Vivía en una ciudad pequeña, con buen tiempo, mar y gente en la calle a cualquier hora, así que tenía que andarse con mil ojos, pues muchos la conocían, amén de que no había una sola vez que saliera sin que su marido y su familia le preguntara, sin afán de curiosear, solo por aquella costumbre de estar al tanto los unos de los otros, que adónde iba. Debía, por consiguiente, encontrar aquel hueco para su vicio casi inocuo –¿qué daño podían hacerle dos o tres cigarros semanales?– cuando salía de compras o se veía con alguna amiga.
Aprovechando que estaba lejos de su casa, saboreó un cigarro en la trasera de los grandes almacenes
Empezó a descoser bajos y botones para tener la excusa de ir a la modista, a comprar más ropa interior que la que necesitaba, a innovar en la cocina con platos elaborados con algún ingrediente disponible solo en colmados exóticos que quedaban en otros barrios. Incluso se apuntó a una extraña modalidad de yoga que consistía en respirar tapándose alternativamente los agujeros de la nariz solo porque el centro estaba al lado de un polígono de las afueras.

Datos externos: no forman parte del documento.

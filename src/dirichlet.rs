//! Dirichlet boundary conditions for the coupled CG1v_CG1 discretization.
//!
//! A [`DirichletBc`] prescribes one component of the coupled field on the
//! boundary vertices inside a sub-domain. Applying it to an assembled system
//! turns each constrained row into an identity row (keeping the sparsity
//! pattern, so the assembled structure can be reused across nonlinear
//! iterations and time steps) and sets the right-hand side to the
//! prescribed value.
//!
//! The only entry point takes a [`DofMap`], which knows its mesh.
//! There is no way to apply the condition from a dof map that is not tied
//! to a mesh, since the boundary could not be derived from it.

pub mod workspace;

use crate::{
  mesh::{boundary::BoundaryTrace, SimplicialMesh, VertexIdx},
  space::{DofIdx, DofMap, DofResolver, FieldComponent},
  sparse::{GalMat, GalVec, SparsityError},
};
use workspace::{constrain_rhs, Workspace};

use once_cell::unsync::OnceCell;
use std::collections::BTreeSet;
use tracing::{debug, info, warn};

pub type SubDomainId = u32;

/// Marker of the vertices a [`DirichletBc`] acts on.
pub const TARGET_SUB_DOMAIN: SubDomainId = 0;
/// Marker of all other vertices.
pub const OTHER_SUB_DOMAIN: SubDomainId = 1;

#[derive(Debug, thiserror::Error)]
pub enum BcError {
  #[error("field component {component:?} out of range for a space with {ncomponents} components")]
  ComponentOutOfRange {
    component: FieldComponent,
    ncomponents: usize,
  },
  #[error("the dof map lives on a different mesh than the boundary condition")]
  MeshMismatch,
  #[error("{what} has dimension {found}, expected {expected}")]
  DimensionMismatch {
    what: &'static str,
    expected: usize,
    found: usize,
  },
  #[error("row {row} of the assembled matrix has no nonzeros")]
  EmptyRow { row: DofIdx },
  #[error("row {row} of the assembled matrix has no diagonal entry")]
  MissingDiagonal { row: DofIdx },
  #[error(transparent)]
  Sparsity(#[from] SparsityError),
}

/// A region of the domain, given by a pointwise predicate.
pub trait SubDomain {
  fn inside(&self, x: na::DVectorView<f64>) -> bool;

  /// Sets `markers[v] = id` for all vertices `v` inside the sub-domain.
  fn mark(&self, mesh: &SimplicialMesh, markers: &mut [SubDomainId], id: SubDomainId) {
    for (ivertex, marker) in markers.iter_mut().enumerate() {
      if self.inside(mesh.coords().coord(ivertex)) {
        *marker = id;
      }
    }
  }
}
impl<F> SubDomain for F
where
  F: Fn(na::DVectorView<f64>) -> bool,
{
  fn inside(&self, x: na::DVectorView<f64>) -> bool {
    self(x)
  }
}

/// The prescribed value as a function of position.
pub trait BoundaryValue {
  fn eval(&self, x: na::DVectorView<f64>) -> f64;
}
impl<F> BoundaryValue for F
where
  F: Fn(na::DVectorView<f64>) -> f64,
{
  fn eval(&self, x: na::DVectorView<f64>) -> f64 {
    self(x)
  }
}

/// Outcome of one [`DirichletBc::apply`].
#[derive(Debug, Clone, Copy, Default, PartialEq, Eq)]
pub struct ApplyReport {
  /// Rows turned into identity rows, counting repeats.
  pub nconstrained: usize,
  /// Boundary vertices in the sub-domain left to their owning rank.
  /// Counts every vertex owned elsewhere, including those no local cell touches.
  pub nskipped_ghosts: usize,
}

/// Dirichlet condition on one component of the CG1v_CG1 field.
///
/// The boundary trace and the scratch workspace are created on the first
/// [`apply`](Self::apply) and reused by all later ones. They are tied to the
/// borrowed mesh and to the sparsity pattern of the first matrix; a matrix
/// with a different pattern is rejected.
///
/// Not meant to be shared between concurrent applies; separate instances on
/// separate matrices are independent.
pub struct DirichletBc<'m, V> {
  mesh: &'m SimplicialMesh,
  markers: Vec<SubDomainId>,
  component: FieldComponent,
  value: V,
  trace: OnceCell<BoundaryTrace>,
  workspace: Option<Workspace>,
  ghosts_registered: bool,
}

impl<'m, V: BoundaryValue> DirichletBc<'m, V> {
  /// Marks every vertex inside `sub_domain` as [`TARGET_SUB_DOMAIN`],
  /// all others as [`OTHER_SUB_DOMAIN`].
  pub fn new(
    mesh: &'m SimplicialMesh,
    sub_domain: &impl SubDomain,
    component: FieldComponent,
    value: V,
  ) -> Self {
    let mut markers = vec![OTHER_SUB_DOMAIN; mesh.nvertices()];
    sub_domain.mark(mesh, &mut markers, TARGET_SUB_DOMAIN);
    Self {
      mesh,
      markers,
      component,
      value,
      trace: OnceCell::new(),
      workspace: None,
      ghosts_registered: false,
    }
  }

  pub fn mesh(&self) -> &'m SimplicialMesh {
    self.mesh
  }
  pub fn component(&self) -> FieldComponent {
    self.component
  }
  pub fn markers(&self) -> &[SubDomainId] {
    &self.markers
  }
  pub fn workspace(&self) -> Option<&Workspace> {
    self.workspace.as_ref()
  }

  pub fn boundary_trace(&self) -> &BoundaryTrace {
    self.trace.get_or_init(|| compute_trace(self.mesh))
  }

  /// Constrains `galmat` and `galvec` in place.
  ///
  /// Writes already queued on `galmat` and `galvec` are flushed first.
  /// Apart from that, an error leaves both of them untouched, including the
  /// ghost registration of `galvec`.
  pub fn apply(
    &mut self,
    galmat: &mut GalMat,
    galvec: &mut GalVec,
    dof_map: &impl DofMap,
  ) -> Result<ApplyReport, BcError> {
    let mesh = self.mesh;
    if !std::ptr::eq(dof_map.mesh(), mesh) {
      return Err(BcError::MeshMismatch);
    }
    let ndofs = dof_map.global_dimension();
    check_dim("matrix rows", ndofs, galmat.nrows())?;
    check_dim("matrix columns", ndofs, galmat.ncols())?;
    check_dim("right-hand side", ndofs, galvec.len())?;
    let resolver = DofResolver::new(dof_map, self.component)?;
    galmat.flush()?;
    galvec.flush();

    let partition = mesh.partition();
    if partition.rank() == 0 {
      info!("applying CG1v_CG1 Dirichlet boundary conditions to linear system");
    }

    let Self {
      markers,
      value,
      trace,
      workspace,
      ghosts_registered,
      ..
    } = self;
    let trace = trace.get_or_init(|| compute_trace(mesh));
    if trace.is_empty() {
      warn!("mesh has no boundary, nothing to constrain");
    }

    let workspace = workspace.get_or_insert_with(|| {
      debug!("allocating workspace for {} rows", galmat.nrows());
      Workspace::new(galmat)
    });
    workspace.copy_in(galmat)?;

    let mut report = ApplyReport::default();
    let mut cell_dofs = vec![0; dof_map.local_dimension()];
    let traversal = trace
      .iter()
      .filter(|entry| markers[entry.vertex] == TARGET_SUB_DOMAIN)
      .try_for_each(|entry| -> Result<(), BcError> {
        if !partition.is_serial() && partition.is_ghost(entry.vertex) {
          report.nskipped_ghosts += 1;
          return Ok(());
        }

        dof_map.tabulate_dofs(entry.cell, &mut cell_dofs);
        let dof = resolver.resolve(&cell_dofs, entry.ilocal);
        let prescribed = value.eval(mesh.coords().coord(entry.vertex));

        workspace.constrain_row(galmat, dof)?;
        constrain_rhs(galvec, dof, prescribed);
        report.nconstrained += 1;
        Ok(())
      })
      .and_then(|()| workspace.copy_out(galmat));

    if let Err(err) = traversal {
      galvec.discard_pending();
      return Err(err);
    }
    galvec.flush();

    if !partition.is_serial() && !*ghosts_registered {
      let ghosts = off_process_rows(dof_map);
      debug!("registering {} off-process rows", ghosts.len());
      galvec.init_ghosted(ghosts);
      *ghosts_registered = true;
    }

    debug!(
      "constrained {} rows, skipped {} ghost vertices",
      report.nconstrained, report.nskipped_ghosts
    );
    Ok(report)
  }

  /// The vertices this rank would constrain: boundary vertices in the
  /// sub-domain that it owns, in application order.
  pub fn constrained_vertices(&self) -> Vec<VertexIdx> {
    let partition = self.mesh.partition();
    self
      .boundary_trace()
      .iter()
      .map(|entry| entry.vertex)
      .filter(|&v| self.markers[v] == TARGET_SUB_DOMAIN)
      .filter(|&v| partition.is_serial() || !partition.is_ghost(v))
      .collect()
  }
}

fn compute_trace(mesh: &SimplicialMesh) -> BoundaryTrace {
  let trace = BoundaryTrace::compute(mesh);
  debug!("boundary trace with {} vertices", trace.len());
  trace
}

fn check_dim(what: &'static str, expected: usize, found: usize) -> Result<(), BcError> {
  if expected == found {
    Ok(())
  } else {
    Err(BcError::DimensionMismatch {
      what,
      expected,
      found,
    })
  }
}

/// The dofs of the cells assembled on this rank that belong to vertices
/// owned by another rank.
pub fn off_process_rows(dof_map: &impl DofMap) -> BTreeSet<DofIdx> {
  let mesh = dof_map.mesh();
  let partition = mesh.partition();
  let nper_field = dof_map.ndofs_per_field_per_cell();
  let mut dofs = vec![0; dof_map.local_dimension()];

  let mut rows = BTreeSet::new();
  for icell in partition.local_cells() {
    dof_map.tabulate_dofs(icell, &mut dofs);
    for (ilocal, &ivertex) in mesh.cell(icell).iter().enumerate() {
      if partition.is_ghost(ivertex) {
        rows.extend(dofs.iter().skip(ilocal).step_by(nper_field).copied());
      }
    }
  }
  rows
}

—Te huele el aliento a tabaco –le dijo su marido una noche. Ese día ella había fumado por la mañana, después ir a El Corte Inglés. Aprovechando que estaba lejos de su casa, saboreó un cigarro en la trasera de los grandes almacenes, donde aún resistían unos cines antaño concurridos y hoy a punto de cerrar. Luego había comido, había hecho unos pocos largos en la piscina de la comunidad y se había duchado. Cuando, al meterse en la cama, él le dio las buenas noches y a continuación le soltó aquello, le sonó inverosímil.
El perfume de un amante
Era imposible que le quedara algún rastro. Pensó que su marido se confundía, pero en las semanas siguientes ocurrió lo mismo. Él olía en ella sus cigarros furtivos, como si se tratara del perfume de un amante. Daba igual que hubieran pasado muchas horas o que ella sazonase luego la cena con abundante ajo. El olor del cigarrillo era como un fantasma que se presentara para acusarla, un delator.
Entonces le contó la verdad. Deseó que se enfadara, tener al fin una gran bronca, pero él le dijo que era libre de hacer lo que le viniese en gana, que no necesitaba ocultarse, y que mañana mismo él la acompañaría al estanco le regalaría un cartón. Luego le dio un beso y, al poco, comenzó a roncar.